Terrified children run from Syrian kindergarten after bombing

Children in conflicts, Education Cannot Wait, Education in emergencies, Safe schools, Safe Schools Declaration

Video of students fleeing from the attack in Eastern Ghouta was released today - as an aid convoy delivered food to starving children in the same town.


Syrian children fled in terror after a kindergarten was reportedly shelled by government forces.

A shocking video showed them running down a smoke-filled street away from their school in the town of Kfar Batna in Eastern Ghouta.

The Ghouta Media Center said there was “panic and fear” as the children poured out of the kindergarten after yesterday’s bombing.

The activists released the footage today – as dozens of trucks carried food aid for 40,000 people, including starving children, into Kfar Batna and other parts of the rebel-held area, which has been under siege since 2013. 

The video was authenticated by the Associated Press, according to the Guardian.

Warning: you may find this film distressing

On its Facebook page, the Ghouta Media Center said “a number of students were injured”. The Syrian Civil Defence, also known as the White Helmets, reported that two shells fell on the school.

Residents said schools in the area, which is north of Damascus, were closed today for fear of more attacks.

Schools should be places of safety for children. But classrooms and children have been the target of many attacks since the Syrian conflict began more than six years ago. 

Last year 255 children were killed in or near Syrian schools, according to a UNICEF report.

Last November, at least six were killed when a kindergarten was shelled by government forces in the rebel-held town of Hass.

In October last year, 22 children and six teachers died in air strikes that hit a school and the surrounding area in Idlib province.

After the Hass atrocity, Gordon Brown – the UN Special Envoy for Global Education – said attacks on schools were war crimes and called for those responsible to be prosecuted in the International Criminal Court.

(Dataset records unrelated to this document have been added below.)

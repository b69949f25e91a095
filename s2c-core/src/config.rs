//! User configuration at ~/.config/s2c/config.toml

use std::path::{Path, PathBuf};

use config::{Config, File};
use serde::{Deserialize, Serialize};

use crate::error::{S2cError, S2cResult};
use crate::options::{CompileOptions, DEFAULT_ALARM_LEAD_MINUTES, DEFAULT_TIMEZONE};
use crate::timetable::{BuildingOverride, ClockTime, PeriodSlot, Timetable};

/// A replacement for the official period table.
#[derive(Debug, Clone, PartialEq, Eq, Serialize, Deserialize)]
pub struct TimetableConfig {
    pub slots: Vec<PeriodSlot>,
    /// Chronological position of each period. Defaults to index order.
    #[serde(default)]
    pub rank: Option<Vec<u8>>,
    /// Later or earlier times for rooms in particular buildings.
    #[serde(default)]
    pub building_override: Option<BuildingOverrideConfig>,
}

/// `[timetable.building_override]`
#[derive(Debug, Clone, PartialEq, Eq, Serialize, Deserialize)]
pub struct BuildingOverrideConfig {
    /// Building letters, matched against the first character of the room name.
    pub buildings: Vec<String>,
    pub slots: Vec<OverrideSlot>,
}

#[derive(Debug, Clone, Copy, PartialEq, Eq, Serialize, Deserialize)]
pub struct OverrideSlot {
    pub period: u8,
    pub start: ClockTime,
    pub end: ClockTime,
}

impl BuildingOverrideConfig {
    fn to_override(&self) -> S2cResult<BuildingOverride> {
        let buildings = self
            .buildings
            .iter()
            .map(|name| {
                let mut chars = name.chars();
                match (chars.next(), chars.next()) {
                    (Some(letter), None) => Ok(letter),
                    _ => Err(S2cError::InvalidConfiguration(format!(
                        "building '{name}' must be a single letter"
                    ))),
                }
            })
            .collect::<S2cResult<Vec<_>>>()?;

        let slots = self
            .slots
            .iter()
            .map(|s| (s.period, PeriodSlot { start: s.start, end: s.end }))
            .collect();

        Ok(BuildingOverride { buildings, slots })
    }
}

#[derive(Debug, Clone, Default, PartialEq, Eq, Serialize, Deserialize)]
#[serde(default)]
pub struct S2cConfig {
    /// Where .ics files are written when no output path is given.
    pub output_dir: Option<PathBuf>,

    pub compile: CompileOptions,

    pub timetable: Option<TimetableConfig>,
}

impl S2cConfig {
    pub fn config_path() -> S2cResult<PathBuf> {
        let config_dir = dirs::config_dir()
            .ok_or_else(|| S2cError::Config("Could not determine config directory".into()))?
            .join("s2c");

        Ok(config_dir.join("config.toml"))
    }

    /// Load the user's config, creating a commented-out one on first run.
    pub fn load() -> S2cResult<Self> {
        let config_path = Self::config_path()?;

        if !config_path.exists() {
            Self::create_default_config(&config_path)?;
        }

        Self::load_from(&config_path)
    }

    pub fn load_from(path: &Path) -> S2cResult<Self> {
        let config: S2cConfig = Config::builder()
            .add_source(File::from(path).required(false))
            .build()
            .map_err(|e| S2cError::Config(e.to_string()))?
            .try_deserialize()
            .map_err(|e| S2cError::Config(e.to_string()))?;

        Ok(config)
    }

    /// Output directory with `~` expanded.
    pub fn output_dir(&self) -> Option<PathBuf> {
        self.output_dir.as_ref().map(|dir| {
            PathBuf::from(shellexpand::tilde(&dir.to_string_lossy()).into_owned())
        })
    }

    /// The configured period table, or the official one.
    pub fn timetable(&self) -> S2cResult<Timetable> {
        let Some(custom) = &self.timetable else {
            return Ok(Timetable::standard());
        };

        let timetable = Timetable::new(custom.slots.clone(), custom.rank.clone())?;
        match &custom.building_override {
            Some(building_override) => timetable.with_building_override(building_override.to_override()?),
            None => Ok(timetable),
        }
    }

    /// Create a default config file with all options commented out.
    pub fn create_default_config(path: &Path) -> S2cResult<()> {
        let contents = format!(
            "\
# s2c configuration

# Where exported calendars are written:
# output_dir = \"~/Downloads\"

[compile]
# Minutes before class the reminder fires (0-120):
# alarm_lead_minutes = {DEFAULT_ALARM_LEAD_MINUTES}

# Use the later D/E/F building times for periods 3-4:
# apply_building_time_override = false

# Split classes that run across the lunch or dinner break:
# split_cross_break_blocks = false

# Time zone of the timetable:
# timezone = \"{DEFAULT_TIMEZONE}\"

# Replace the official period times:
# [timetable]
# slots = [{{ start = \"08:00\", end = \"08:45\" }}, {{ start = \"08:55\", end = \"09:40\" }}]

# Custom tables have no building times unless given here:
# [timetable.building_override]
# buildings = [\"D\", \"E\", \"F\"]
# slots = [{{ period = 1, start = \"09:15\", end = \"10:00\" }}]
"
        );

        if let Some(parent) = path.parent() {
            std::fs::create_dir_all(parent).map_err(|e| {
                S2cError::Config(format!("Could not create config directory: {e}"))
            })?;
        }

        std::fs::write(path, contents)
            .map_err(|e| S2cError::Config(format!("Could not write config file: {e}")))?;

        Ok(())
    }
}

Seventy countries have so far signed the Safe Schools Declaration – a public commitment to safeguard education from the effects of armed conflict.

But Syria and Russia – which backs President Assad and has been blamed for many deadly air strikes – are not among those who have signed.


The aid convoy that went into Eastern Ghouta today was a joint UN-Syrian Arab Red Crescent mission and the first relief to reach the area for more than a year.

The 49 trucks were carrying 8000 food parcels and a similar number of bags of flour, medicine, medical supplies and other nutritional materials, said the Red Crescent.

“We entered Eastern Ghouta… we are planning on delivering aid to Kafr Batna and Saqba (districts) today for 40,000,” people, said Linda Tom, a spokeswoman for the UN’s humanitarian coordination agency OCHA.

Residents have been warning of a mounting hunger crisis for weeks and doctors say they are seeing dozens of malnourished children every day.